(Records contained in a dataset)

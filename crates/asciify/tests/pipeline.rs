use asciify::{
    compute_grid, fit_scale, present, AsciiError, AsciiRenderer, GlyphRamp, RenderConfig,
    SourceImage, TargetGeometry, BASE_LINE_HEIGHT, MIN_LINE_HEIGHT,
};
use image::{DynamicImage, Rgba, RgbaImage};

const CLASSIC: &str = "@#%*+=-:. ";

fn source_from_fn(
    width: u32,
    height: u32,
    f: impl FnMut(u32, u32) -> Rgba<u8>,
) -> SourceImage {
    SourceImage::new(DynamicImage::ImageRgba8(RgbaImage::from_fn(width, height, f))).unwrap()
}

fn uniform(width: u32, height: u32, rgb: [u8; 3]) -> SourceImage {
    source_from_fn(width, height, |_, _| Rgba([rgb[0], rgb[1], rgb[2], 255]))
}

fn config(columns: u16, ramp: &str) -> RenderConfig {
    RenderConfig { columns, ramp: GlyphRamp::new(ramp), ..RenderConfig::default() }
}

#[test]
fn two_by_two_stripes_render_one_row() {
    let white = Rgba([255, 255, 255, 255]);
    let black = Rgba([0, 0, 0, 255]);
    let source = source_from_fn(2, 2, |x, _| if x == 0 { white } else { black });

    let grid = compute_grid(Some(&source), &config(2, "#. "), 0.5).unwrap();

    assert_eq!((grid.columns, grid.rows), (2, 1));
    let glyphs: Vec<char> = grid.cells.iter().map(|cell| cell.ch).collect();
    assert_eq!(glyphs, vec!['#', ' ']);
    assert_eq!(grid.cells[0].fg, [255, 255, 255]);
    assert_eq!(grid.cells[1].fg, [0, 0, 0]);
}

#[test]
fn white_and_black_hit_the_ramp_ends() {
    let white = compute_grid(Some(&uniform(1, 1, [255; 3])), &config(1, CLASSIC), 1.0).unwrap();
    assert_eq!(white.cells.len(), 1);
    assert_eq!(white.cells[0].ch, '@');

    let black = compute_grid(Some(&uniform(1, 1, [0; 3])), &config(1, CLASSIC), 1.0).unwrap();
    assert_eq!(black.cells[0].ch, ' ');
}

#[test]
fn cell_count_matches_geometry() {
    let source = source_from_fn(173, 91, |x, y| Rgba([(x % 256) as u8, (y % 256) as u8, 40, 255]));
    for columns in [1u16, 2, 13, 80, 200] {
        for multiplier in [0.25f32, 1.0, 1.75] {
            let cfg = RenderConfig { aspect_multiplier: multiplier, ..config(columns, CLASSIC) };
            let grid = compute_grid(Some(&source), &cfg, 0.55).unwrap();
            let expected = TargetGeometry::derive(columns, 173, 91, 0.55, multiplier).unwrap();
            assert_eq!((grid.columns, grid.rows), (expected.columns, expected.rows));
            assert_eq!(grid.cells.len(), grid.columns as usize * grid.rows as usize);
            assert!(grid.rows >= 1);
        }
    }
}

#[test]
fn rendering_is_deterministic() {
    let source = source_from_fn(64, 48, |x, y| Rgba([(x * 4) as u8, (y * 5) as u8, 99, 255]));
    let cfg = RenderConfig { edge_boost: true, ..config(30, CLASSIC) };
    let first = compute_grid(Some(&source), &cfg, 0.5).unwrap();
    let second = compute_grid(Some(&source), &cfg, 0.5).unwrap();
    assert_eq!(first, second);
}

#[test]
fn inverting_mid_gray_mirrors_the_index() {
    let source = uniform(4, 4, [128; 3]);
    let plain = compute_grid(Some(&source), &config(2, CLASSIC), 0.5).unwrap();
    let inverted = compute_grid(
        Some(&source),
        &RenderConfig { invert: true, ..config(2, CLASSIC) },
        0.5,
    )
    .unwrap();

    let ramp: Vec<char> = CLASSIC.chars().collect();
    let index_of = |ch: char| ramp.iter().position(|&c| c == ch).unwrap();
    for (a, b) in plain.cells.iter().zip(&inverted.cells) {
        assert_eq!(index_of(a.ch) + index_of(b.ch), ramp.len() - 1);
    }
}

#[test]
fn booster_keeps_extremes() {
    let cfg = RenderConfig { edge_boost: true, ..config(1, CLASSIC) };

    let white = compute_grid(Some(&uniform(1, 1, [255; 3])), &cfg, 1.0).unwrap();
    assert_eq!(white.cells[0].fg, [255, 255, 255]);
    assert_eq!(white.cells[0].ch, '@');

    let black = compute_grid(Some(&uniform(1, 1, [0; 3])), &cfg, 1.0).unwrap();
    assert_eq!(black.cells[0].fg, [0, 0, 0]);
    assert_eq!(black.cells[0].ch, ' ');
}

#[test]
fn booster_darkens_shadows_and_lifts_highlights() {
    let cfg = config(1, CLASSIC);
    let boosted = RenderConfig { edge_boost: true, ..cfg.clone() };

    let dark = uniform(1, 1, [70; 3]);
    let before = compute_grid(Some(&dark), &cfg, 1.0).unwrap().cells[0].fg[0];
    let after = compute_grid(Some(&dark), &boosted, 1.0).unwrap().cells[0].fg[0];
    assert!(after < before);

    let light = uniform(1, 1, [190; 3]);
    let before = compute_grid(Some(&light), &cfg, 1.0).unwrap().cells[0].fg[0];
    let after = compute_grid(Some(&light), &boosted, 1.0).unwrap().cells[0].fg[0];
    assert!(after > before);
}

#[test]
fn missing_source_is_an_empty_result() {
    let grid = compute_grid(None, &RenderConfig::default(), 0.5).unwrap();
    assert!(grid.is_empty());
    assert_eq!((grid.columns, grid.rows), (0, 0));
    assert_eq!(present::plain_text(&grid), "");
}

#[test]
fn invalid_configuration_is_rejected() {
    let source = uniform(8, 8, [30; 3]);
    let zero_columns = config(0, CLASSIC);
    assert!(matches!(
        compute_grid(Some(&source), &zero_columns, 0.5),
        Err(AsciiError::InvalidConfig(_))
    ));

    let bad_multiplier = RenderConfig { aspect_multiplier: 0.0, ..config(8, CLASSIC) };
    assert!(matches!(
        compute_grid(Some(&source), &bad_multiplier, 0.5),
        Err(AsciiError::InvalidConfig(_))
    ));
}

#[test]
fn oversized_grids_are_resource_errors() {
    let tall = uniform(1, 400, [30; 3]);
    let result = compute_grid(Some(&tall), &config(5000, CLASSIC), 0.5);
    assert!(matches!(result, Err(AsciiError::ResourceExhaustion { .. })));
}

#[test]
fn tall_sources_under_the_cell_budget_render() {
    let tall = uniform(1, 200_000, [255; 3]);
    let grid = compute_grid(Some(&tall), &config(1, CLASSIC), 0.5).unwrap();
    assert_eq!((grid.columns, grid.rows), (1, 100_000));
    assert_eq!(grid.cells.len(), 100_000);
}

#[test]
fn empty_ramp_falls_back_to_spaces() {
    let grid = compute_grid(Some(&uniform(3, 3, [10, 200, 30])), &config(3, ""), 0.5).unwrap();
    assert!(grid.cells.iter().all(|cell| cell.ch == ' '));
}

#[test]
fn two_phase_render_matches_one_shot() {
    let source = source_from_fn(40, 30, |x, y| Rgba([(x * 6) as u8, (y * 8) as u8, 0, 255]));
    let cfg = config(16, CLASSIC);
    let renderer = AsciiRenderer::new(0.5);

    let prepared = renderer.prepare(Some(&source), &cfg).unwrap();
    let geometry = prepared.geometry().unwrap();
    let grid = prepared.compute();

    assert_eq!((grid.columns, grid.rows), (geometry.columns, geometry.rows));
    assert_eq!(grid, compute_grid(Some(&source), &cfg, 0.5).unwrap());
}

#[test]
fn fit_scale_stays_between_floor_and_baseline() {
    for (columns, rows) in [(1u32, 1u32), (80, 40), (300, 120), (2000, 900)] {
        for (w, h) in [(100.0f32, 80.0f32), (1200.0, 800.0), (10_000.0, 10_000.0)] {
            let fit = fit_scale(columns, rows, 0.5, w, h);
            assert!(fit.line_height <= BASE_LINE_HEIGHT);
            assert!(fit.line_height >= MIN_LINE_HEIGHT);
            assert_eq!(fit.char_width, 0.5 * fit.line_height);
            if fit.line_height > MIN_LINE_HEIGHT {
                assert!(fit.fits(columns, rows, w, h));
            }
        }
    }
}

**What you are asked to do**
In the entries above, restate word for word the lines between the one holding "assert_eq!(glyphs, vec!['#', ' ']);" and the one holding "[255; 3])), &config(1, CLASSIC), 1.0).unwrap();", inclusive, and nothing besides.

**Expected answer**
    assert_eq!(glyphs, vec!['#', ' ']);
    assert_eq!(grid.cells[0].fg, [255, 255, 255]);
    assert_eq!(grid.cells[1].fg, [0, 0, 0]);
}

#[test]
fn white_and_black_hit_the_ramp_ends() {
    let white = compute_grid(Some(&uniform(1, 1, [255; 3])), &config(1, CLASSIC), 1.0).unwrap();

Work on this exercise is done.